Catalina Levitt is a certified nutritionist and body builder. She recently won the International Natural BodyBuilding Association’s Open Division in 2021. She is a leading online nutritionist who helps clients all over the world via Zoom to lose weight and lead a healthier life.
Levitt is often surprised by the number of “tips” accessible online about achieving better health without putting in the work and knows it can be mind-bogglingly difficult to find out what works best for you.
Levitt outlines the main reasons why your diet isn’t working – and strategies to improve eating habits.
Where does nutrition fall apart?
Levitt has a few top tips for clients looking to live healthier. The tips are based on her own experiences coaching her clients as well as her own strategies developed as part of her training program to compete in a variety of all natural body building competitions.

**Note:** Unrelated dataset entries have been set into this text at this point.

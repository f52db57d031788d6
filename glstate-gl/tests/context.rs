use glstate_gl::extensions::{self, Extension};
use glstate_gl::options::{DISABLE_EXTENSIONS_ENV, DISABLE_WORKAROUNDS_ENV};
use glstate_gl::{Context, ContextFlags, ContextOptions, DriverInfo, GlStateError, States, Version};

fn init_logger() {
    let _ = env_logger::builder().is_test(true).try_init();
}

fn driver(vendor: &str, major: u32, minor: u32, extensions: &[&str]) -> DriverInfo {
    DriverInfo {
        vendor: vendor.to_string(),
        renderer: "Test Renderer".to_string(),
        version_string: format!("{major}.{minor}.0"),
        shading_language_version: format!("{major}.{minor}0"),
        shading_language_versions: vec![format!("{major}.{minor}0 core"), "1.10".to_string()],
        major,
        minor,
        flags: ContextFlags::empty(),
        extensions: extensions.iter().map(|s| s.to_string()).collect(),
        max_combined_texture_image_units: 16,
    }
}

#[test]
fn gl46_core_has_everything_in_core() {
    init_logger();
    let ctx = Context::new(driver("AMD", 4, 6, &[]), ContextOptions::default()).unwrap();

    for ext in Extension::all() {
        if ext.core_version() <= Version::GL460 {
            assert!(ctx.is_extension_supported(ext), "{ext} should be supported");
        } else {
            assert!(!ctx.is_extension_supported(ext), "{ext} is not advertised");
        }
    }
    assert_eq!(ctx.shading_language_version_strings().len(), 2);
}

#[test]
fn gl30_with_vendor_extensions() {
    init_logger();
    let ctx = Context::new(
        driver(
            "Mesa",
            3,
            0,
            &[
                "GL_ARB_texture_storage",
                "GL_EXT_texture_filter_anisotropic",
                "GL_ARB_texture_storage",
                "GL_ARB_shader_storage_buffer_object",
            ],
        ),
        ContextOptions::default(),
    )
    .unwrap();

    assert!(ctx.is_extension_supported(&extensions::ARB_TEXTURE_STORAGE));
    assert!(ctx.is_extension_supported(&extensions::EXT_TEXTURE_FILTER_ANISOTROPIC));
    // advertised, but needs a 4.0 context
    assert!(!ctx.is_extension_supported(&extensions::ARB_SHADER_STORAGE_BUFFER_OBJECT));

    // duplicates are listed once
    assert_eq!(
        ctx.supported_extensions(),
        &[
            extensions::ARB_TEXTURE_STORAGE,
            extensions::EXT_TEXTURE_FILTER_ANISOTROPIC,
            extensions::ARB_SHADER_STORAGE_BUFFER_OBJECT,
        ]
    );
}

#[test]
fn unknown_disabled_names_are_ignored() {
    init_logger();
    let options = ContextOptions {
        disabled_extensions: vec!["GL_not_an_extension".to_string()],
        disabled_workarounds: vec!["not-a-workaround".to_string()],
        log_used_extensions: false,
    };
    let ctx = Context::new(driver("AMD", 4, 3, &[]), options).unwrap();
    assert!(ctx.is_extension_supported(&extensions::ARB_INVALIDATE_SUBDATA));
    assert!(!ctx.is_driver_workaround_disabled("not-a-workaround"));
}

#[test]
fn disabled_extension_stays_disabled_for_every_version() {
    let options = ContextOptions {
        disabled_extensions: vec!["GL_ARB_texture_storage".to_string()],
        ..Default::default()
    };
    let ctx = Context::new(driver("AMD", 4, 2, &[]), options).unwrap();
    assert!(!ctx.is_extension_supported(&extensions::ARB_TEXTURE_STORAGE));
    assert!(ctx.is_extension_disabled(&extensions::ARB_TEXTURE_STORAGE));
    assert!(!ctx.is_extension_supported_for(&extensions::ARB_TEXTURE_STORAGE, Version::GL460));
}

#[test]
fn rejects_unsupported_versions() {
    let err = Context::new(driver("AMD", 2, 1, &[]), ContextOptions::default());
    assert!(matches!(err, Err(GlStateError::UnsupportedVersion(Version::GL210))));
}

#[test]
fn reset_state_is_harmless_without_objects() {
    let ctx = Context::new(driver("AMD", 3, 3, &[]), ContextOptions::default()).unwrap();
    ctx.reset_state(States::all());
    ctx.reset_state(States::TEXTURES | States::BUFFERS);
    assert_eq!(ctx.version(), Version::GL330);
}

#[test]
fn options_from_env() {
    std::env::set_var(
        DISABLE_EXTENSIONS_ENV,
        "GL_ARB_multi_bind, GL_ARB_direct_state_access",
    );
    std::env::set_var(DISABLE_WORKAROUNDS_ENV, "no-layout-qualifiers-on-old-glsl");
    let options = ContextOptions::from_env();
    std::env::remove_var(DISABLE_EXTENSIONS_ENV);
    std::env::remove_var(DISABLE_WORKAROUNDS_ENV);

    assert_eq!(
        options.disabled_extensions,
        vec!["GL_ARB_multi_bind", "GL_ARB_direct_state_access"]
    );
    assert_eq!(
        options.disabled_workarounds,
        vec!["no-layout-qualifiers-on-old-glsl"]
    );
    assert!(options.log_used_extensions);

    let ctx = Context::new(driver("AMD", 4, 6, &[]), options).unwrap();
    assert!(!ctx.is_extension_supported(&extensions::ARB_MULTI_BIND));
    assert!(ctx.is_extension_supported(&extensions::ARB_TEXTURE_STORAGE));
}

Fats are essential in any diet
Diets that eliminate fats tend to substitute for carbohydrates. Excess carbs spike blood sugars. These are both concerning side effects for people who are trying to be healthier and control their caloric intake.
The body is in a constant battle to control both blood sugar and insulin levels, which can in turn impact cortisol production. Cortisol is a factor in the body storing fat, so this is one factor that is particularly important in a healthy diet.
Dietary fat can help balance energy levels, and keep hunger under control. Levitt suggests adding healthy fats with each meal. “Raw nuts and seeds, olive oil, avocado, olives, grass-fed butter or free range eggs.” are great examples she says.
Get carbs back on the menu
Just because good fats are back on the menu doesn’t make carbs a “no-go” zone.
When people reduce carbs, Levitt suggests that they risk eliminating fiber, which is essential for digestion. Researchers are forever asking, which is better, low fat or low carb? But Levitt says there isn’t a single correct answer.
Some people do better with more carbs, and some do better with more fat. Everybody is different and a person’s particular circumstances and physical constitution need to be evaluated by a nutritionist.
Colorful vegetables are key
Human bodies need lots of nutrient-dense foods to live a long life. The problem people face with macros (the nutrients we need in larger quantities to give us energy, so fat, protein and carbohydrate) or calorie-based plans is that they fixate on numbers, scales and measurements, without acknowledging the nutrient density in foods, and how your metabolism responds to that.
Diet staples like chicken, olive oil, and rice provide trace quantities of protein, fat, and carbs, but what about their nutrient density and variety? Generally speaking, less color means fewer nutrients. When people consume lots of colorful vegetables, healthy fats, and essential proteins, their metabolism activates, extracting various vitamins, minerals and antioxidants to keep bodies humming.
Stress aggravates the body, and can result in excess body fat. Stress is inevitable but it is often overlooked in areas beyond mental health.
Even if people ignore their levels of stress, minor daily stressors can threaten metabolic balance.
Levitt says that cortisol level needs to be in a state of balance in order to shed body fat. Reducing stress has been shown to improve metabolism. Meditation, stretching, yoga, reading or listening to podcasts are all tactics for mindfully reducing stress.
Be aware of what you eat
Levitt also states that practicing awareness during meals can help reduce cortisol and abdominal fat. She suggests cutting out blue light from screens and being aware that you don’t have to always finish what’s on the plate. Using smaller plates is also a good idea for bringing awareness to your eating habits.
Levitt concludes by reminding people not to eat the same things every day. She suggests incorporating a variety of nutrients from real foods.